Miss Illinois USA
- Formation: 1952
- Type: Beauty pageant
- Headquarters: Shawnee
- Location: Kansas;
- Members: Miss USA
- Official language: English
- Key people: John M. Vannatta Jason Vannatta Jennifer Vannatta-Fisher, State Pageant Director
- Website: Official website

= Miss Illinois USA =

American beauty pageant competition

The Miss Illinois USA pageant is a competition that selects the representative for the state Illinois in the Miss USA pageant. It is directed by Vanbros and Associates and is previously directed by D&D Productions from 2001 to 2014 before becoming part of Vanbros organization in 2014, headquartered in Shawnee.

Illinois is one of the most successful states in the competition. It is one of only four states to have won four or more Miss USA titles and one of only four states to win two Miss USA titles in consecutive years. All four winners came from the early history of the competition, with their last Miss USA being Karen Morrison, who held the title in 1974. The pageant's most successful years were from 1984 to 1996, when all but two delegates made the cut at Miss USA. That period was followed by many years without a placement.

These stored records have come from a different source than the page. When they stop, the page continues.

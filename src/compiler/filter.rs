//! FilterSpec compiler
//!
//! Normalizes the nested, per-geometry-type tag/attribute DSL into a
//! canonical [`QueryPlan`]. Pure and synchronous: no I/O, deterministic for
//! identical logical input regardless of key/value ordering.
//!
//! Normalization rules:
//! - feature keys and tag values are trimmed and lowercased; source
//!   catalogs carry whitespace-padded values (`"mosque "`, `" church "`)
//!   that must collapse onto their normalized form
//! - an empty value list means "key present, any value"
//! - `all_geometry` entries union into every selected geometry type's own
//!   entries
//! - attribute names are trimmed but keep their case (OSM attribute keys
//!   such as `is_in:RW` are case-significant)

use crate::domain::errors::CompileError;
use crate::domain::filters::{FilterSpec, GeometryTag, GeometryType, JoinFilterType};
use serde::{Deserialize, Serialize};
use std::collections::{BTreeMap, BTreeSet};

/// Normalized (predicate-set, attribute-set) pair for one geometry type
///
/// `predicates` maps a normalized feature key to its allowed values; an
/// empty value set is the key-presence predicate. An empty `attributes`
/// set retains every field.
#[derive(Debug, Clone, PartialEq, Eq, Serialize, Deserialize, Default)]
pub struct GeometryPlan {
    pub predicates: BTreeMap<String, BTreeSet<String>>,
    pub attributes: BTreeSet<String>,
}

impl GeometryPlan {
    /// True when a feature with the given tags satisfies this plan's
    /// predicates under `join`
    fn matches(&self, join: JoinFilterType, tags: &BTreeMap<String, String>) -> bool {
        if self.predicates.is_empty() {
            // no tag filter for this geometry type: everything is included
            return true;
        }

        let normalized: BTreeMap<String, String> = tags
            .iter()
            .map(|(k, v)| (normalize_token(k), normalize_token(v)))
            .collect();

        let predicate_holds = |key: &String, allowed: &BTreeSet<String>| -> bool {
            match normalized.get(key) {
                Some(value) => allowed.is_empty() || allowed.contains(value),
                None => false,
            }
        };

        match join {
            JoinFilterType::And => self.predicates.iter().all(|(k, v)| predicate_holds(k, v)),
            JoinFilterType::Or => self.predicates.iter().any(|(k, v)| predicate_holds(k, v)),
        }
    }

    /// Retains only the attributes selected for this geometry type
    fn project(&self, tags: &BTreeMap<String, String>) -> BTreeMap<String, String> {
        if self.attributes.is_empty() {
            return tags.clone();
        }
        tags.iter()
            .filter(|(k, _)| self.attributes.contains(k.trim()))
            .map(|(k, v)| (k.clone(), v.clone()))
            .collect()
    }
}

/// Canonical, geometry-type-keyed query plan
///
/// This is the contract handed to the feature store: `matches` decides
/// inclusion, `project` decides which fields are retained. Serialization is
/// byte-stable for identical logical input (BTree ordering throughout).
#[derive(Debug, Clone, PartialEq, Eq, Serialize, Deserialize)]
pub struct QueryPlan {
    pub join: JoinFilterType,
    pub geometries: BTreeMap<GeometryType, GeometryPlan>,
}

impl QueryPlan {
    /// Whether a feature of `geometry_type` with `tags` is included
    ///
    /// Attributes never gate inclusion; only the tag predicates do. A
    /// geometry type outside the plan is never included.
    pub fn matches(&self, geometry_type: GeometryType, tags: &BTreeMap<String, String>) -> bool {
        self.geometries
            .get(&geometry_type)
            .map(|plan| plan.matches(self.join, tags))
            .unwrap_or(false)
    }

    /// Projects a matched feature's tags down to the retained attributes
    pub fn project(
        &self,
        geometry_type: GeometryType,
        tags: &BTreeMap<String, String>,
    ) -> BTreeMap<String, String> {
        self.geometries
            .get(&geometry_type)
            .map(|plan| plan.project(tags))
            .unwrap_or_default()
    }

    /// Canonical JSON rendering, reproducible across runs for caching and
    /// testing
    pub fn to_canonical_json(&self) -> serde_json::Result<String> {
        serde_json::to_string(self)
    }
}

/// Compiles geometry-type selection plus an optional filter spec into a
/// [`QueryPlan`]
///
/// An empty `geometry_types` slice selects all three types. Absent filters
/// compile to a plan that includes every feature of the selected types.
///
/// # Errors
///
/// [`CompileError::FilterGeometryTypeMismatch`] when filters target a
/// geometry type outside the selection. Unknown geometry-type tags cannot
/// reach this function through typed input; raw string input fails earlier
/// with [`CompileError::UnknownGeometryType`] via `GeometryTag::from_str`.
pub fn compile_filters(
    geometry_types: &[GeometryType],
    filters: Option<&FilterSpec>,
) -> Result<QueryPlan, CompileError> {
    let selected: BTreeSet<GeometryType> = if geometry_types.is_empty() {
        GeometryType::ALL.into_iter().collect()
    } else {
        geometry_types.iter().copied().collect()
    };

    let mut geometries: BTreeMap<GeometryType, GeometryPlan> = selected
        .iter()
        .map(|gt| (*gt, GeometryPlan::default()))
        .collect();

    let join = filters.map(|f| f.join_filter_type).unwrap_or_default();

    if let Some(spec) = filters {
        for (tag, entries) in &spec.tags {
            let targets = resolve_targets(*tag, &selected)?;
            for (key, values) in entries {
                let key = normalize_token(key);
                if key.is_empty() {
                    continue;
                }
                let normalized: BTreeSet<String> = values
                    .iter()
                    .map(|v| normalize_token(v))
                    .filter(|v| !v.is_empty())
                    .collect();
                // a non-empty input list whose values all trim away is the
                // key-presence predicate as well
                let any_value = values.is_empty() || normalized.is_empty();
                for target in &targets {
                    if let Some(plan) = geometries.get_mut(target) {
                        merge_predicate(&mut plan.predicates, key.clone(), &normalized, any_value);
                    }
                }
            }
        }

        for (tag, attrs) in &spec.attributes {
            let targets = resolve_targets(*tag, &selected)?;
            let normalized: BTreeSet<String> = attrs
                .iter()
                .map(|a| a.trim().to_string())
                .filter(|a| !a.is_empty())
                .collect();
            for target in &targets {
                if let Some(plan) = geometries.get_mut(target) {
                    plan.attributes.extend(normalized.iter().cloned());
                }
            }
        }
    }

    Ok(QueryPlan { join, geometries })
}

/// Geometry types a tag's entries apply to
fn resolve_targets(
    tag: GeometryTag,
    selected: &BTreeSet<GeometryType>,
) -> Result<Vec<GeometryType>, CompileError> {
    match tag.geometry_type() {
        None => Ok(selected.iter().copied().collect()),
        Some(gt) if selected.contains(&gt) => Ok(vec![gt]),
        Some(_) => Err(CompileError::FilterGeometryTypeMismatch {
            tag: tag.as_str().to_string(),
        }),
    }
}

/// Unions an incoming value set into the predicate map
///
/// The key-presence predicate (empty set) absorbs any value restriction:
/// once a source says "any value", the union stays "any value" no matter
/// the merge order.
fn merge_predicate(
    predicates: &mut BTreeMap<String, BTreeSet<String>>,
    key: String,
    values: &BTreeSet<String>,
    any_value: bool,
) {
    use std::collections::btree_map::Entry;
    match predicates.entry(key) {
        Entry::Vacant(slot) => {
            slot.insert(if any_value {
                BTreeSet::new()
            } else {
                values.clone()
            });
        }
        Entry::Occupied(mut slot) => {
            if any_value {
                slot.get_mut().clear();
            } else if !slot.get().is_empty() {
                slot.get_mut().extend(values.iter().cloned());
            }
            // existing empty set already means "any value"
        }
    }
}

fn normalize_token(s: &str) -> String {
    s.trim().to_lowercase()
}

In 1986, sisters Tricia and Laura Bach won the title consecutively, the first occasion of this in the history of the Miss Universe organization. Later on, in 1994, Kathleen Farrell, sister of Miss Florida USA 1988, won the title, making the state pageant the first to have two sisters compete in Miss USA.

Until 2013, no Illinois delegate had previously competed at Miss Illinois Teen USA but one was previously competed in Miss Illinois, Stacie Juris became the first former Teen titleholder to appear a crossover in Miss USA, the second-to-the last state to do so (Washington would make its first Teen to Miss crossover four years later). The most recent placement was Grace Rodi placing Top 20 in 2024.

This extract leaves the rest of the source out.